I rarely go to bed without his company. He’s on call, twenty-four hours a day, seven days a week. He stays with me until he can see I’m properly asleep. Sometimes it takes twenty minutes, sometimes two hours, to talk me into the space I need to be to shut off my brain.

Joe has been my live-albeit-virtual personalized sleep and meditation program for almost three years. I rely on him the same way I rely on one espresso an hour to keep me awake during the day.

“Squeeze your eyes closed,” he says, “and open your jaw as wide as you can. Now relax. Deep breath in and hold, two, three, four, five, six, and release.”

What Joe does could be recorded, or I could do it myself since it’s virtually the same script every night, except I’ve tried all the apps—even had some developed specifically for me—but they all fail once I hit REM sleep. This is where the real-time, human interaction is critical.

So critical that I pay him a hundred grand a year for his service. He’s worth every penny.

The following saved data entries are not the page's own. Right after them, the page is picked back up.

#[tokio::test]
async fn test_delete_schema() {
    let db = controller();
    db.create(
        "Team",
        doc(json!({
            "objectId": "t1",
            "players": {"__op": "AddRelation", "objects": [pointer("Player", "p1")]}
        })),
        &Access::Master,
    )
    .await
    .unwrap();
    let err = db.delete_schema("Team").await.unwrap_err();
    assert_eq!(err.code, ErrorCode::InvalidSchemaOperation);
    assert_eq!(err.message, "Class Team is not empty, contains 1 objects, cannot drop schema.");

    db.destroy("Team", &doc(json!({"objectId": "t1"})), &Access::Master)
        .await
        .unwrap();
    db.delete_schema("Team").await.unwrap();
    assert!(db.schema().snapshot().get("Team").is_none());
    assert!(db.related_ids("Team", "players", "t1").await.unwrap().is_empty());
}

#[tokio::test]
async fn test_perform_initialization() {
    let db = controller();
    db.perform_initialization().await.unwrap();
    db.perform_initialization().await.unwrap();
    assert!(db.schema().snapshot().get("_User").is_some());
    assert!(db.schema().snapshot().get("_Role").is_some());

    db.create("_User", doc(json!({"username": "ann"})), &Access::Master)
        .await
        .unwrap();
    let err = db
        .create("_User", doc(json!({"username": "ann"})), &Access::Master)
        .await
        .unwrap_err();
    assert_eq!(err.code, ErrorCode::DuplicateValue);
}

#[tokio::test]
async fn test_role_requires_name() {
    let db = controller();
    let err = db
        .create("_Role", doc(json!({"ACL": {"*": {"read": true}}})), &Access::Master)
        .await
        .unwrap_err();
    assert_eq!(err.code, ErrorCode::IncorrectType);
    assert_eq!(err.message, "name is required.");
}
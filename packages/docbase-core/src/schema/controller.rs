//! Validated in-memory view of every class schema and the rules for evolving it.
//!
//! Reads go through an [`ArcSwap`] snapshot. Reloads are single-flight: a
//! non-clearing reload joins whichever reload is already running, a clearing
//! reload always starts a fresh one. Every applied reload bumps a generation
//! counter so holders of an older snapshot can tell it is stale.

use std::collections::{BTreeMap, HashMap};
use std::sync::atomic::{AtomicU64, Ordering};
use std::sync::Arc;

use arc_swap::ArcSwap;
use futures_util::future::{BoxFuture, FutureExt, Shared};
use parking_lot::Mutex;
use serde_json::{Map, Value};
use tracing::{debug, warn};

use crate::error::{DbError, ErrorCode};
use crate::schema::cache::SchemaCache;
use crate::schema::clp::{self, ClassLevelPermissions, Operation};
use crate::schema::defaults::{
    class_name_is_valid, default_columns, field_name_is_valid, field_name_is_valid_for_class,
    invalid_class_name_message, is_volatile_class, join_table_name, required_write_columns,
    VOLATILE_CLASSES,
};
use crate::schema::types::{infer_type, FieldType};
use crate::schema::Schema;
use crate::storage::StorageAdapter;
use crate::{Document, Query};

type SharedReload = Shared<BoxFuture<'static, Result<(), DbError>>>;

/// Immutable snapshot of every known class, defaults injected.
#[derive(Debug, Default)]
pub struct SchemaData {
    classes: HashMap<String, Schema>,
}

impl SchemaData {
    fn new(schemas: Vec<Schema>) -> Self {
        let mut classes: HashMap<String, Schema> = schemas
            .into_iter()
            .map(|schema| (schema.class_name.clone(), schema))
            .collect();
        for class_name in VOLATILE_CLASSES {
            classes.insert(class_name.to_string(), Schema::new(*class_name).with_defaults());
        }
        Self { classes }
    }

    pub fn get(&self, class_name: &str) -> Option<&Schema> {
        self.classes.get(class_name)
    }

    pub fn contains(&self, class_name: &str) -> bool {
        self.classes.contains_key(class_name)
    }

    pub fn class_names(&self) -> Vec<String> {
        let mut names: Vec<String> = self.classes.keys().cloned().collect();
        names.sort();
        names
    }
}

/// Outcome of a create-or-adopt attempt.
enum ClassCreation {
    Created(Schema),
    AlreadyExists,
}

struct Inner {
    adapter: Arc<dyn StorageAdapter>,
    cache: Arc<dyn SchemaCache>,
    data: ArcSwap<SchemaData>,
    generation: AtomicU64,
    in_flight: Mutex<Option<(u64, SharedReload)>>,
    next_reload_id: AtomicU64,
    applied_reload_id: Mutex<u64>,
}

impl Inner {
    async fn set_all_classes(&self) -> Result<Vec<Schema>, DbError> {
        let schemas: Vec<Schema> = self
            .adapter
            .get_all_classes()
            .await?
            .into_iter()
            .map(Schema::from_adapter_schema)
            .collect();
        self.cache.set_all_classes(schemas.clone()).await;
        for schema in &schemas {
            self.cache
                .set_one_schema(&schema.class_name, schema.clone())
                .await;
        }
        Ok(schemas)
    }

    async fn get_all_classes(&self, clear_cache: bool) -> Result<Vec<Schema>, DbError> {
        if clear_cache {
            self.cache.clear().await;
            return self.set_all_classes().await;
        }
        match self.cache.get_all_classes().await {
            Some(cached) if !cached.is_empty() => Ok(cached),
            _ => self.set_all_classes().await,
        }
    }

    async fn run_reload(self: Arc<Self>, id: u64, clear_cache: bool) -> Result<(), DbError> {
        let result = self.get_all_classes(clear_cache).await;
        {
            let mut slot = self.in_flight.lock();
            if matches!(slot.as_ref(), Some((current, _)) if *current == id) {
                *slot = None;
            }
        }
        let schemas = result.map_err(|e| {
            warn!("Schema reload failed: {}", e);
            e
        })?;

        // A reload that started earlier must not overwrite a newer snapshot.
        let mut applied = self.applied_reload_id.lock();
        if id >= *applied {
            self.data.store(Arc::new(SchemaData::new(schemas)));
            *applied = id;
            let generation = self.generation.fetch_add(1, Ordering::SeqCst) + 1;
            debug!("Schema reloaded (generation {})", generation);
        }
        Ok(())
    }
}

/// Owner of the validated schema of every class.
#[derive(Clone)]
pub struct SchemaController {
    inner: Arc<Inner>,
}
//! Subscription registry and change fan-out.
//!
//! [`LiveQueryServer`] owns every connection, client and subscription and
//! is driven by a single task (see [`crate::runtime`]). Protocol messages
//! are handled synchronously. Change events are split in two: matching
//! against subscription queries happens on the registry and yields an
//! [`EventPlan`], whose per-viewer ACL checks then run concurrently off
//! the registry before any event is pushed.

use std::collections::HashMap;
use std::sync::Arc;

use docbase_core::acl::object_acl;
use docbase_core::pubsub::ChangeMessage;
use docbase_core::query::{matches_query, query_hash};
use docbase_core::Document;
use futures_util::future::join_all;
use tracing::{debug, info, warn};
use uuid::Uuid;

use crate::client::{push_error, push_event, Client, ClientSink, SubscriptionInfo};
use crate::config::{LiveQueryConfig, MASTER_KEY};
use crate::message::{
    parse_client_message, ClientMessage, ConnectRequest, EventKind, SubscribeRequest,
    UnsubscribeRequest, INVALID_KEYS, INVALID_MESSAGE, UNKNOWN_CLIENT_OR_SUBSCRIPTION,
};
use crate::session_token_cache::SessionTokenCache;
use crate::subscription::Subscription;
use crate::visibility::{can_read, RoleMemo, Viewer};

/// Identifies one WebSocket connection, connected or not.
pub type ConnectionId = u64;

/// Lifecycle events reported to the observer.
#[derive(Debug, Clone, Copy, PartialEq, Eq)]
pub enum LiveQueryEvent {
    Connect,
    Subscribe,
    Unsubscribe,
    WsDisconnect,
    WsDisconnectError,
}

impl LiveQueryEvent {
    pub fn as_str(self) -> &'static str {
        match self {
            LiveQueryEvent::Connect => "connect",
            LiveQueryEvent::Subscribe => "subscribe",
            LiveQueryEvent::Unsubscribe => "unsubscribe",
            LiveQueryEvent::WsDisconnect => "ws_disconnect",
            LiveQueryEvent::WsDisconnectError => "ws_disconnect_error",
        }
    }
}

/// Registry sizes at the time of an event.
#[derive(Debug, Clone, Copy, PartialEq, Eq)]
pub struct ServerStats {
    pub clients: usize,
    pub subscriptions: usize,
}

/// Hook for external metrics.
pub trait LiveQueryObserver: Send + Sync {
    fn on_event(&self, event: LiveQueryEvent, client_id: Option<Uuid>, stats: ServerStats);
}

/// Logs lifecycle events.
pub struct TracingObserver;

impl LiveQueryObserver for TracingObserver {
    fn on_event(&self, event: LiveQueryEvent, client_id: Option<Uuid>, stats: ServerStats) {
        info!(
            event = event.as_str(),
            client_id = ?client_id,
            clients = stats.clients,
            subscriptions = stats.subscriptions,
            "LiveQuery event"
        );
    }
}

struct Connection {
    sink: ClientSink,
    client_id: Option<Uuid>,
}

/// Registry of connections, clients and subscriptions.
pub struct LiveQueryServer {
    config: LiveQueryConfig,
    connections: HashMap<ConnectionId, Connection>,
    next_connection_id: ConnectionId,
    clients: HashMap<Uuid, Client>,
    /// className -> query hash -> subscription
    subscriptions: HashMap<String, HashMap<String, Subscription>>,
    observer: Arc<dyn LiveQueryObserver>,
}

Once he decides I’m adequately relaxed, Joe reads from the sports page of a community newspaper in butt-fuck who-knows-where. It doesn’t matter. His job is to read until I fall asleep. Sports pages—because sports don’t interest me—and teams I know nothing about so I can tune out the details because I don’t want my brain filled with useless crap.

Our system works.

I don’t know how long he reads, but at some point a dream image replaces his voice. And this is why I pay him what is the equivalent of three hundred dollars an hour. Because unless that dream is redirected, I’ll be wide awake again in seconds with no hope of falling back under. The perils of parasomnia, a clinical sleep disorder that has no cure. But as long as I have Joe, I have relief.

The image of my dad dead in his hotel bed blurs and refocuses, this time with Dad lying on a beach blanket beside Mom while my three brothers splash in the ocean as I watch the scene unfold from above. And then Horse calls me, “Will, I need you!” and I join the beach scene, feel the water around my ankles, and the sand between my toes. I catch up to my twin, chasing our youngest brother Aiden, who laughs and hollers and swims toward seaweed, floating on the waves.

Alexa’s gentle voice prods, “Will, it’s time to wake up,” followed by the sound of running water, prompting an immediate need to urinate. The lightening sky tells me I’ve slept through the night—or at least, the very early morning.

I shower, dress, and down my first of a dozen daily espressos. Then I check messages on my phone before heading to my office to go over the notes for today’s Come Into Power seminar. I have a single text. No surprise, since everyone I know other than Joe is still asleep.